Standing in Line

Queue: a line or sequence of people or vehicles awaiting their turn to be attended to or to proceed. Standing in line was very common throughout East Germany, much more common than in West Germany or the United States. East Germans were trained beginning in early childhood to line up and wait patiently at public transit stops, at gas stations, outside grocery stores, butcher shops, bakeries, and bookstores, at the entrance to state-run restaurants and cafés, and at stores that had something special or unusual for sale—like much sought-after American blue jeans or wine from a Western European country. East Germans were very polite; they would form an orderly line and no one ever tried to cut in line or leap to the front. They were accustomed to awaiting their turn in line and accepted this as an inevitable part of everyday life in their country, which it assuredly was.

I have always disliked waiting in a line for anything. For that reason, I rarely dine at restaurants that do not take reservations. In my view, persons who cut in line are incredibly obnoxious and inconsiderate of others. So are those persons at the supermarket who blithely wheel their cart into the fast checkout lane with too many items in the basket. They come to the checkout point with more than the permitted number of items and pretend that everything is fine. To their credit, East Germans did not indulge in this type of rude behavior in stores or any other public setting. Everyone knew the rules and was expected to play by the rules, which meant that everyone was inconvenienced to the same extent.

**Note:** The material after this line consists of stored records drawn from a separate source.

//! Loading RSA key material.
//!
//! Keys are validated when loaded so that malformed material fails at
//! construction rather than on first use.

use crate::error::TokenError;
use jsonwebtoken::{DecodingKey, EncodingKey};
use rsa::pkcs1::{DecodeRsaPrivateKey, DecodeRsaPublicKey};
use rsa::pkcs8::{DecodePrivateKey, DecodePublicKey};
use rsa::{RsaPrivateKey, RsaPublicKey};
use std::path::Path;

/// Parse a PEM-encoded RSA private key (PKCS#1 or PKCS#8) for signing.
pub fn load_private_key(pem: &[u8]) -> Result<EncodingKey, TokenError> {
    let text = pem_text(pem)?;
    if RsaPrivateKey::from_pkcs1_pem(text).is_err() {
        RsaPrivateKey::from_pkcs8_pem(text)
            .map_err(|e| TokenError::InvalidKey(format!("not an RSA private key: {e}")))?;
    }

    EncodingKey::from_rsa_pem(pem).map_err(|e| TokenError::InvalidKey(e.to_string()))
}

/// Parse a PEM-encoded RSA public key (SPKI or PKCS#1) for verification.
pub fn load_public_key(pem: &[u8]) -> Result<DecodingKey, TokenError> {
    let text = pem_text(pem)?;
    if RsaPublicKey::from_public_key_pem(text).is_err() {
        RsaPublicKey::from_pkcs1_pem(text)
            .map_err(|e| TokenError::InvalidKey(format!("not an RSA public key: {e}")))?;
    }

    DecodingKey::from_rsa_pem(pem).map_err(|e| TokenError::InvalidKey(e.to_string()))
}

/// Load a private key from a PEM file.
pub fn load_private_key_file(path: &Path) -> Result<EncodingKey, TokenError> {
    let pem = std::fs::read(path)
        .map_err(|e| TokenError::InvalidKey(format!("{}: {e}", path.display())))?;
    load_private_key(&pem)
}

/// Load a public key from a PEM file.
pub fn load_public_key_file(path: &Path) -> Result<DecodingKey, TokenError> {
    let pem = std::fs::read(path)
        .map_err(|e| TokenError::InvalidKey(format!("{}: {e}", path.display())))?;
    load_public_key(&pem)
}

fn pem_text(pem: &[u8]) -> Result<&str, TokenError> {
    std::str::from_utf8(pem)
        .map(str::trim)
        .map_err(|_| TokenError::InvalidKey("key is not valid UTF-8 PEM".to_string()))
}

#[cfg(test)]
mod tests {
    use super::*;
    use std::io::Write;
    use tempfile::NamedTempFile;

    const PRIVATE_KEY: &[u8] = include_bytes!("../tests/fixtures/signing_key.pem");
    const PUBLIC_KEY: &[u8] = include_bytes!("../tests/fixtures/signing_key.pub.pem");

    #[test]
    fn test_load_fixture_keys() {
        assert!(load_private_key(PRIVATE_KEY).is_ok());
        assert!(load_public_key(PUBLIC_KEY).is_ok());
    }

    #[test]
    fn test_rejects_garbage() {
        assert!(matches!(
            load_private_key(b"invalidkey"),
            Err(TokenError::InvalidKey(_))
        ));
        assert!(matches!(
            load_public_key(b"invalidkey"),
            Err(TokenError::InvalidKey(_))
        ));
    }

    #[test]
    fn test_rejects_swapped_keys() {
        assert!(load_private_key(PUBLIC_KEY).is_err());
        assert!(load_public_key(PRIVATE_KEY).is_err());
    }

    #[test]
    fn test_rejects_truncated_pem() {
        let text = std::str::from_utf8(PRIVATE_KEY).unwrap();
        let truncated: String = text.lines().take(5).collect::<Vec<_>>().join("\n");
        let broken = format!("{truncated}\n-----END RSA PRIVATE KEY-----\n");
        assert!(load_private_key(broken.as_bytes()).is_err());
    }

    #[test]
    fn test_load_from_file() {
        let mut file = NamedTempFile::new().unwrap();
        file.write_all(PUBLIC_KEY).unwrap();
        assert!(load_public_key_file(file.path()).is_ok());
        assert!(load_public_key_file(Path::new("/nonexistent/key.pem")).is_err());
    }
}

The line I disliked the most in the GDR was the one that I occasionally had to negotiate at gas stations, which were few and far between and almost always crowded. I tried to fill up as often as possible at gas stations in West Berlin, even though that sometimes necessitated a special trip through Checkpoint Charlie. But that was not always possible, especially when I was travelling around parts of the GDR that were not close to Berlin. On those occasions, I had to get into a gas line at a state-owned filling station. There was usually a long line of vehicles stretching from the side of the street up to and into the station. Almost all East German automobiles had two-stroke engines that generated lots of black smoke and pollution. The noxious exhaust fumes in the air made it difficult to breathe, so drivers would turn off the engine for a while, leaving some space between vehicles, and then move forward in tandem. Some drivers of lighter cars like the Trabant would push their vehicle toward the gas pump. My Volkswagen, which had been manufactured in West Germany, would not operate on the special fuel the two- and three-cylinder East German cars used. It needed “super” gasoline, which had higher octane and could only be purchased with West German marks. An attendant would pump the gas and then take the customer’s payment, cash only. How much time did one allot for a trip to the filling station in the GDR? As I recall, I tended to allot around two hours, but it did not always take that long.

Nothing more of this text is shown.